C’était, en quelque sorte, une légère offense pour Fuentes, qui avait utilisé DLive pour diffuser son podcast America First, une émission de diatribe dans laquelle il faisait la promotion de points de discussion fatigués des nationalistes blancs, tout en attaquant des conservateurs de premier plan, tels que Ben Shapiro, pour être trop mou. (Fuentes a nié qu’il est un nationaliste blanc.) Dans un flux, fait quelques jours seulement avant l’émeute du Capitole, Fuentes a pesté contre les législateurs républicains, en disant: Qu’allons-nous leur faire? Que pouvons-nous faire, toi et moi, à un législateur d’État à part le tuer ?
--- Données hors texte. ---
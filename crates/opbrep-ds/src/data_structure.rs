//! The intersection data structure.
//!
//! Holds the two operands, the ranks of their sub-shapes, the new geometry
//! produced by intersecting them (points, curves, shared surfaces) and the
//! interferences linking that geometry to the shapes it touches. New
//! geometry lives in slot maps and is referenced by typed keys.

use opbrep_geom::{CurveRef, SurfaceRef};
use opbrep_math::Point3;
use opbrep_topo::tool::face_surface;
use opbrep_topo::{explore, IndexedShapeMap, Shape, ShapeType};
use serde::{Deserialize, Serialize};
use slotmap::{new_key_type, SlotMap};

use crate::interference::{Interference, Transition};

new_key_type! {
    /// Key of a DS point.
    pub struct PointId;

    /// Key of a DS curve.
    pub struct CurveId;

    /// Key of a surface shared by same-domain faces.
    pub struct SurfaceId;
}

/// Relative orientation of a same-domain shape and its reference.
#[derive(Debug, Clone, Copy, PartialEq, Eq, Hash, Default, Serialize, Deserialize)]
pub enum Config {
    /// No same-domain partner.
    #[default]
    Unshgeometry,
    /// Same geometric orientation as the reference.
    SameOriented,
    /// Opposite geometric orientation.
    DiffOriented,
}

impl Config {
    /// Configuration relative to a reference reached through `self`.
    pub fn compose(self, other: Config) -> Config {
        match (self, other) {
            (Config::Unshgeometry, c) | (c, Config::Unshgeometry) => c,
            (a, b) if a == b => Config::SameOriented,
            _ => Config::DiffOriented,
        }
    }
}

/// An intersection point.
#[derive(Debug, Clone)]
pub struct DsPoint {
    /// Representative position.
    pub position: Point3,
    /// Tolerance of the point.
    pub tolerance: f64,
    /// Every position merged into this point.
    pub samples: Vec<Point3>,
    /// Vertices of the operands lying on this point.
    pub origins: Vec<Shape>,
}

impl DsPoint {
    /// Largest distance from the position to a merged sample.
    pub fn spread(&self) -> f64 {
        self.samples
            .iter()
            .map(|q| (q - self.position).norm())
            .fold(0.0, f64::max)
    }
}

/// An intersection curve between two faces, with its split points.
#[derive(Debug, Clone)]
pub struct DsCurve {
    /// Geometry.
    pub curve: CurveRef,
    /// Start parameter.
    pub first: f64,
    /// End parameter.
    pub last: f64,
    /// True for a full periodic curve.
    pub closed: bool,
    /// Tolerance of the curve.
    pub tolerance: f64,
    /// The two faces whose intersection produced the curve.
    pub faces: [Shape; 2],
    /// Points on the curve, sorted by parameter. Both ends are included.
    pub points: Vec<(f64, PointId)>,
}

/// A surface shared by a group of same-domain faces.
#[derive(Debug, Clone)]
pub struct DsSurface {
    /// The common geometry, taken from the first face of the group.
    pub surface: SurfaceRef,
    /// Faces of the group.
    pub faces: Vec<Shape>,
}

#[derive(Debug, Clone, Default)]
struct ShapeData {
    rank: u8,
    interferences: Vec<Interference>,
    same_domain: Vec<Shape>,
    reference: Option<Shape>,
    config: Config,
    surface: Option<SurfaceId>,
}

/// Operands, new geometry and interferences of one Boolean operation.
#[derive(Debug, Default)]
pub struct DataStructure {
    operands: [Option<Shape>; 2],
    shapes: IndexedShapeMap<ShapeData>,
    points: SlotMap<PointId, DsPoint>,
    curves: SlotMap<CurveId, DsCurve>,
    surfaces: SlotMap<SurfaceId, DsSurface>,
}

impl DataStructure {
    /// Empty data structure.
    pub fn new() -> Self {
        Self::default()
    }

    /// Reset and store the operands. Every sub-shape of `s1` gets rank 1;
    /// sub-shapes of `s2` not shared with `s1` get rank 2.
    pub fn init(&mut self, s1: &Shape, s2: &Shape) {
        self.clear();
        self.operands = [Some(s1.clone()), Some(s2.clone())];
        for (shape, rank) in [(s1, 1), (s2, 2)] {
            self.add_shape(shape, rank);
            for kind in [ShapeType::Solid, ShapeType::Shell, ShapeType::Face, ShapeType::Wire, ShapeType::Edge, ShapeType::Vertex] {
                for sub in explore(shape, kind) {
                    self.add_shape(&sub, rank);
                }
            }
        }
    }

    /// Register `shape` with `rank` unless it is known already.
    pub fn add_shape(&mut self, shape: &Shape, rank: u8) -> usize {
        if let Some(i) = self.shapes.find_index(shape) {
            return i;
        }
        self.shapes.insert(
            shape.clone(),
            ShapeData {
                rank,
                ..ShapeData::default()
            },
        )
    }

    /// First operand.
    pub fn shape1(&self) -> Option<&Shape> {
        self.operands[0].as_ref()
    }

    /// Second operand.
    pub fn shape2(&self) -> Option<&Shape> {
        self.operands[1].as_ref()
    }

    /// Operand of rank 1 or 2.
    pub fn operand(&self, rank: u8) -> Option<&Shape> {
        match rank {
            1 => self.shape1(),
            2 => self.shape2(),
            _ => None,
        }
    }

    /// Rank of `shape`: 1 or 2, 0 when unknown.
    pub fn rank(&self, shape: &Shape) -> u8 {
        self.shapes.get(shape).map_or(0, |d| d.rank)
    }

    /// True when `shape` is registered.
    pub fn has_shape(&self, shape: &Shape) -> bool {
        self.shapes.contains(shape)
    }

    /// Registered shapes of a type and rank, in registration order.
    pub fn shapes_of(&self, kind: ShapeType, rank: u8) -> Vec<Shape> {
        self.shapes
            .iter()
            .filter(|(s, d)| s.shape_type() == kind && d.rank == rank)
            .map(|(s, _)| s.clone())
            .collect()
    }

    // ==== points ====

    /// Add a point, merging it into an existing point when their
    /// tolerance spheres touch.
    pub fn add_point(&mut self, position: Point3, tolerance: f64) -> PointId {
        let hit = self
            .points
            .iter()
            .find(|(_, p)| (p.position - position).norm() <= p.tolerance + tolerance)
            .map(|(id, _)| id);
        if let Some(id) = hit {
            let p = &mut self.points[id];
            p.samples.push(position);
            p.tolerance = p.tolerance.max(tolerance);
            return id;
        }
        self.points.insert(DsPoint {
            position,
            tolerance,
            samples: vec![position],
            origins: Vec::new(),
        })
    }

    /// A point by key.
    pub fn point(&self, id: PointId) -> Option<&DsPoint> {
        self.points.get(id)
    }

    /// Mutable access to a point.
    pub fn point_mut(&mut self, id: PointId) -> Option<&mut DsPoint> {
        self.points.get_mut(id)
    }

    /// All points.
    pub fn points(&self) -> impl Iterator<Item = (PointId, &DsPoint)> {
        self.points.iter()
    }

    /// Number of points.
    pub fn nb_points(&self) -> usize {
        self.points.len()
    }

    // ==== curves ====

    /// Add a curve and record it as a face curve on both of its faces.
    pub fn add_curve(&mut self, curve: DsCurve, transitions: [Option<Transition>; 2]) -> CurveId {
        let faces = curve.faces.clone();
        let id = self.curves.insert(curve);
        for (face, transition) in faces.iter().zip(transitions) {
            if let Some(transition) = transition {
                self.add_interference(face, Interference::FaceCurve { curve: id, transition });
            }
        }
        id
    }

    /// A curve by key.
    pub fn curve(&self, id: CurveId) -> Option<&DsCurve> {
        self.curves.get(id)
    }

    /// Mutable access to a curve.
    pub fn curve_mut(&mut self, id: CurveId) -> Option<&mut DsCurve> {
        self.curves.get_mut(id)
    }

    /// All curves.
    pub fn curves(&self) -> impl Iterator<Item = (CurveId, &DsCurve)> {
        self.curves.iter()
    }

    /// Number of curves.
    pub fn nb_curves(&self) -> usize {
        self.curves.len()
    }

    // ==== interferences ====

    /// Attach an interference to `shape`, registering the shape if needed.
    pub fn add_interference(&mut self, shape: &Shape, interference: Interference) {
        if !self.shapes.contains(shape) {
            self.add_shape(shape, 0);
        }
        if let Some(d) = self.shapes.get_mut(shape) {
            d.interferences.push(interference);
        }
    }

    /// Interferences of `shape`.
    pub fn interferences(&self, shape: &Shape) -> &[Interference] {
        self.shapes.get(shape).map_or(&[][..], |d| d.interferences.as_slice())
    }

    /// True when `shape` carries interferences.
    pub fn has_geometry(&self, shape: &Shape) -> bool {
        !self.interferences(shape).is_empty()
    }

    /// Curves lying on `face`.
    pub fn face_curves(&self, face: &Shape) -> Vec<CurveId> {
        let mut out: Vec<CurveId> = Vec::new();
        for c in self.interferences(face).iter().filter_map(Interference::curve) {
            if !out.contains(&c) {
                out.push(c);
            }
        }
        out
    }

    /// Paves of `edge`, sorted by parameter, one per point.
    pub fn edge_paves(&self, edge: &Shape) -> Vec<(f64, PointId)> {
        let mut out: Vec<(f64, PointId)> = Vec::new();
        for i in self.interferences(edge) {
            if let Interference::EdgePave { point, parameter, .. } = i {
                if !out.iter().any(|(_, p)| p == point) {
                    out.push((*parameter, *point));
                }
            }
        }
        out.sort_by(|a, b| a.0.total_cmp(&b.0));
        out
    }

    // ==== same domain ====

    /// Record `s2` as same-domain with `s1`, `config` being the orientation
    /// of `s2` relative to `s1`.
    pub fn add_same_domain(&mut self, s1: &Shape, s2: &Shape, config: Config) {
        for s in [s1, s2] {
            if !self.shapes.contains(s) {
                self.add_shape(s, 0);
            }
        }
        let reference = self.reference(s1).cloned().unwrap_or_else(|| s1.clone());
        let c1 = if reference.is_same(s1) {
            Config::SameOriented
        } else {
            self.config(s1)
        };
        if let Some(d) = self.shapes.get_mut(s1) {
            if !d.same_domain.iter().any(|x| x.is_same(s2)) {
                d.same_domain.push(s2.clone());
            }
            if d.reference.is_none() {
                d.reference = Some(reference.clone());
                d.config = c1;
            }
        }
        if let Some(d) = self.shapes.get_mut(s2) {
            if !d.same_domain.iter().any(|x| x.is_same(s1)) {
                d.same_domain.push(s1.clone());
            }
            if d.reference.is_none() {
                d.reference = Some(reference);
                d.config = c1.compose(config);
            }
        }
        if s1.shape_type() == ShapeType::Face {
            self.join_surface(s1, s2);
        }
    }

    fn join_surface(&mut self, s1: &Shape, s2: &Shape) {
        let existing = self.surface_of(s1).or_else(|| self.surface_of(s2));
        let id = match existing {
            Some(id) => id,
            None => {
                let Some(surface) = face_surface(s1) else {
                    return;
                };
                self.surfaces.insert(DsSurface {
                    surface,
                    faces: Vec::new(),
                })
            }
        };
        for s in [s1, s2] {
            if let Some(d) = self.shapes.get_mut(s) {
                d.surface = Some(id);
            }
            let group = &mut self.surfaces[id].faces;
            if !group.iter().any(|x| x.is_same(s)) {
                group.push(s.clone());
            }
        }
    }

    /// Shapes recorded as same-domain with `shape`.
    pub fn same_domain(&self, shape: &Shape) -> &[Shape] {
        self.shapes.get(shape).map_or(&[][..], |d| d.same_domain.as_slice())
    }

    /// True when `shape` has a same-domain partner.
    pub fn has_same_domain(&self, shape: &Shape) -> bool {
        !self.same_domain(shape).is_empty()
    }

    /// Reference of the same-domain group of `shape`.
    pub fn reference(&self, shape: &Shape) -> Option<&Shape> {
        self.shapes.get(shape).and_then(|d| d.reference.as_ref())
    }

    /// Orientation of `shape` relative to its reference.
    pub fn config(&self, shape: &Shape) -> Config {
        self.shapes.get(shape).map_or(Config::Unshgeometry, |d| d.config)
    }

    /// Shared surface of the same-domain group of `face`.
    pub fn surface_of(&self, face: &Shape) -> Option<SurfaceId> {
        self.shapes.get(face).and_then(|d| d.surface)
    }

    /// A shared surface by key.
    pub fn surface(&self, id: SurfaceId) -> Option<&DsSurface> {
        self.surfaces.get(id)
    }

    /// All shared surfaces.
    pub fn surfaces(&self) -> impl Iterator<Item = (SurfaceId, &DsSurface)> {
        self.surfaces.iter()
    }

    /// Drop operands, geometry and interferences.
    pub fn clear(&mut self) {
        self.operands = [None, None];
        self.shapes.clear();
        self.points.clear();
        self.curves.clear();
        self.surfaces.clear();
    }
}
Le public cible d’America First est jeune. Dans une interview avec le Washington Poster, en 2019, Fuentes a décrit ses disciples comme Zoomersou le groupe démographique des moins de vingt-cinq ans que nous appelons la génération Z. Fuentes était l’un des streamers les plus regardés sur DLive, qui est devenu un foyer de pensée extrémiste depuis que YouTube et Twitch ont commencé à sévir contre discours de haine. Et, grâce à la fonction de don des plateformes, Fuentes aurait gagné plus de soixante et un mille dollars sur une période de sept mois en 2020 grâce à sa ruche de trolls, qui se font appeler Groypers, un nom tiré de l’alt- Doppelgnger droit de Pepe la grenouille.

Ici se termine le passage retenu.